The original version of the Atlantic Agreement was initialed in 1941 by Presidents Franklin D. Roosevelt and Winston Churchill in the midst of World War II and served to mark the objectives of the United States and the United Kingdom after the conflict.
The new document comes after more than a year and a half of the pandemic and is adapted to the new times: Throughout eight points the principles with which the United States and the United Kingdom seek to govern themselves in the post-covid era are broken down. 19.
The first advocates a defense of democratic values, principles and institutions through transparency, the rule of law, and support for civil society and independent media.
Likewise, both countries intend to strengthen these institutions, as well as the laws and norms that support international cooperation, to adapt them to the new challenges of the 21st century and preserve them against those who try to undermine them.
The third point emphasizes unity around the principles of sovereignty, territorial integrity and the peaceful resolution of disputes.
“We oppose interference through misinformation and other malicious influences, including (those that occur) in elections,” he adds, “and we reaffirm our commitment to transparency, sustainability and good governance of debt relief.”
At this point they make a reference to the defense of the principles of “freedom of navigation and overflight, and of other legal uses of the seas”, in what may be an allusion to China, which is increasing its naval capacity.
The new Atlantic Charter also includes the American and British will to protect innovative initiatives in science and technology to contribute to common security and put them at the service of democratic values, in another reference to the Asian giant advance.
Likewise, it adds a point of special interest for the United States on “modern threats” and more specifically cyber attacks, and remarks that NATO will continue to be its “nuclear alliance”, as long as this type of weaponry continues to exist, in a message which is apparently aimed at Russia.

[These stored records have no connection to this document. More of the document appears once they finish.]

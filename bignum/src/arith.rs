//! Addition, subtraction and multiplication.
//!
//! The magnitude-only helpers work on little-endian byte slices; the
//! operator impls layer the four-case sign table on top of them.

use crate::BigInt;
use core::cmp::Ordering;
use core::ops::{Add, Mul, Neg, Sub};

/// Compares two little-endian magnitudes numerically.
pub(crate) fn mag_cmp(a: &[u8], b: &[u8]) -> Ordering {
    let (ta, tb) = (top(a), top(b));
    if ta != tb {
        return ta.cmp(&tb);
    }
    for i in (0..ta).rev() {
        match a[i].cmp(&b[i]) {
            Ordering::Equal => {}
            ord => return ord,
        }
    }
    Ordering::Equal
}

/// Index one past the highest non-zero byte.
fn top(m: &[u8]) -> usize {
    let mut len = m.len();
    while len > 0 && m[len - 1] == 0 {
        len -= 1;
    }
    len
}

/// |a| + |b|.
pub(crate) fn mag_add(a: &[u8], b: &[u8]) -> Vec<u8> {
    let len = a.len().max(b.len());
    let mut out = Vec::with_capacity(len + 1);
    let mut carry = 0u16;
    for i in 0..len {
        let sum = *a.get(i).unwrap_or(&0) as u16 + *b.get(i).unwrap_or(&0) as u16 + carry;
        out.push(sum as u8);
        carry = sum >> 8;
    }
    out.push(carry as u8);
    out
}

/// |a| − |b|, requiring |a| ≥ |b|.
pub(crate) fn mag_sub(a: &[u8], b: &[u8]) -> Vec<u8> {
    debug_assert!(mag_cmp(a, b) != Ordering::Less);
    let mut out = Vec::with_capacity(a.len());
    let mut borrow = 0i16;
    for i in 0..a.len() {
        let diff = a[i] as i16 - *b.get(i).unwrap_or(&0) as i16 - borrow;
        out.push(diff as u8);
        borrow = i16::from(diff < 0);
    }
    out
}

/// |a| · |b|, schoolbook with 8×8→16-bit partial products.
pub(crate) fn mag_mul(a: &[u8], b: &[u8]) -> Vec<u8> {
    let mut out = vec![0u8; a.len() + b.len()];
    for (i, &bd) in b.iter().enumerate() {
        if bd == 0 {
            continue;
        }
        let mut carry = 0u16;
        for (j, &ad) in a.iter().enumerate() {
            let t = ad as u16 * bd as u16 + out[i + j] as u16 + carry;
            out[i + j] = t as u8;
            carry = t >> 8;
        }
        out[i + a.len()] = carry as u8;
    }
    out
}

/// a + b with signs resolved per the standard four-case table.
fn signed_add(a: &BigInt, b: &BigInt) -> BigInt {
    if a.negative == b.negative {
        return BigInt::from_mag(a.negative, mag_add(&a.mag, &b.mag));
    }
    match mag_cmp(&a.mag, &b.mag) {
        Ordering::Less => BigInt::from_mag(b.negative, mag_sub(&b.mag, &a.mag)),
        _ => BigInt::from_mag(a.negative, mag_sub(&a.mag, &b.mag)),
    }
}

fn signed_mul(a: &BigInt, b: &BigInt) -> BigInt {
    BigInt::from_mag(a.negative != b.negative, mag_mul(&a.mag, &b.mag))
}

impl Add for &BigInt {
    type Output = BigInt;

    fn add(self, rhs: &BigInt) -> BigInt {
        signed_add(self, rhs)
    }
}

impl Add for BigInt {
    type Output = BigInt;

    fn add(self, rhs: BigInt) -> BigInt {
        signed_add(&self, &rhs)
    }
}

impl Sub for &BigInt {
    type Output = BigInt;

    fn sub(self, rhs: &BigInt) -> BigInt {
        signed_add(self, &rhs.neg())
    }
}

impl Sub for BigInt {
    type Output = BigInt;

    fn sub(self, rhs: BigInt) -> BigInt {
        signed_add(&self, &rhs.neg())
    }
}

impl Mul for &BigInt {
    type Output = BigInt;

    fn mul(self, rhs: &BigInt) -> BigInt {
        signed_mul(self, rhs)
    }
}

impl Mul for BigInt {
    type Output = BigInt;

    fn mul(self, rhs: BigInt) -> BigInt {
        signed_mul(&self, &rhs)
    }
}

impl Neg for &BigInt {
    type Output = BigInt;

    fn neg(self) -> BigInt {
        BigInt::from_mag(!self.negative, self.mag.clone())
    }
}

impl Neg for BigInt {
    type Output = BigInt;

    fn neg(mut self) -> BigInt {
        self.negative = !self.negative;
        self.normalize();
        self
    }
}

#[cfg(test)]
mod tests {
    use crate::testutil::{arb_bigint, from_ref, to_ref};
    use crate::BigInt;
    use proptest::prelude::*;

    #[test]
    fn sign_table() {
        let a = BigInt::from(300u32);
        let b = BigInt::from(100u32);
        assert_eq!(&a + &b, BigInt::from(400u32));
        assert_eq!(&a - &b, BigInt::from(200u32));
        assert_eq!(&b - &a, BigInt::from(-200i32));
        assert_eq!(&(-&a) + &b, BigInt::from(-200i32));
        assert_eq!(&(-&a) - &(-&b), BigInt::from(-200i32));
        assert_eq!(&(-&a) * &b, BigInt::from(-30000i32));
        assert_eq!(&(-&a) * &(-&b), BigInt::from(30000i32));
    }

    #[test]
    fn add_cancels_to_zero() {
        let a = BigInt::from(12345u32);
        let z = &a + &(-&a);
        assert!(z.is_zero());
        assert!(!z.is_negative());
    }

    #[test]
    fn carries_across_bytes() {
        let a = BigInt::from_bytes_be(&[0xff, 0xff, 0xff]);
        assert_eq!((&a + &BigInt::one()).to_bytes_be(), vec![1, 0, 0, 0]);
        let sq = &a * &a;
        assert_eq!(to_ref(&sq), to_ref(&a) * to_ref(&a));
    }

    proptest! {
        #[test]
        fn fuzzy_add(a in arb_bigint(), b in arb_bigint()) {
            prop_assert_eq!(to_ref(&(&a + &b)), to_ref(&a) + to_ref(&b));
        }

        #[test]
        fn fuzzy_sub(a in arb_bigint(), b in arb_bigint()) {
            prop_assert_eq!(to_ref(&(&a - &b)), to_ref(&a) - to_ref(&b));
        }

        #[test]
        fn fuzzy_mul(a in arb_bigint(), b in arb_bigint()) {
            prop_assert_eq!(to_ref(&(&a * &b)), to_ref(&a) * to_ref(&b));
        }

        #[test]
        fn addition_associates(a in arb_bigint(), b in arb_bigint(), c in arb_bigint()) {
            prop_assert_eq!(&(&a + &b) + &c, &a + &(&b + &c));
        }

        #[test]
        fn multiplication_distributes(a in arb_bigint(), b in arb_bigint(), c in arb_bigint()) {
            prop_assert_eq!(&a * &(&b + &c), &(&a * &b) + &(&a * &c));
        }

        #[test]
        fn multiplication_commutes(a in arb_bigint(), b in arb_bigint()) {
            prop_assert_eq!(&a * &b, &b * &a);
        }

        #[test]
        fn round_trip_via_reference(a in arb_bigint(), b in arb_bigint()) {
            let sum = to_ref(&a) + to_ref(&b);
            prop_assert_eq!(&a + &b, from_ref(&sum));
        }
    }
}
//! Error types.

/// Errors from curve operations and point decoding.
#[derive(Clone, Debug, Eq, PartialEq, thiserror::Error)]
pub enum Error {
    /// A field element that the formulas needed to invert had no inverse.
    /// Unreachable for points on the curve; surfaces only for malformed
    /// coordinate input.
    #[error("field element has no modular inverse")]
    NotInvertible,

    /// A compressed point did not start with the 0x02 or 0x03 tag.
    #[error("invalid compressed point tag {0:#04x}")]
    InvalidTag(u8),

    /// Decompression produced coordinates that do not satisfy the curve
    /// equation (the x-coordinate has no square root).
    #[error("coordinates are not on the curve")]
    NotOnCurve,

    /// Arithmetic failure bubbled up from the big-integer layer.
    #[error(transparent)]
    Arithmetic(#[from] bignum::Error),
}

/// Result type with the crate's [`Error`].
pub type Result<T> = core::result::Result<T, Error>;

“We promise to promote a framework for responsible State behavior in cyberspace, on arms control, disarmament and proliferation prevention measures,” they indicate, while ensuring that it will continue to confront terrorism.
The last part of the new letter talks about climate change and reiterates the commitment of both leaders to the creation of a just global economy that does not impact the climate, and anticipates that they will strengthen financial stability and the fight against corruption.
The text also echoes the “catastrophic effect of health crises”, such as the covid-19 pandemic, and highlights the need to strengthen “collective defenses” against these types of threats.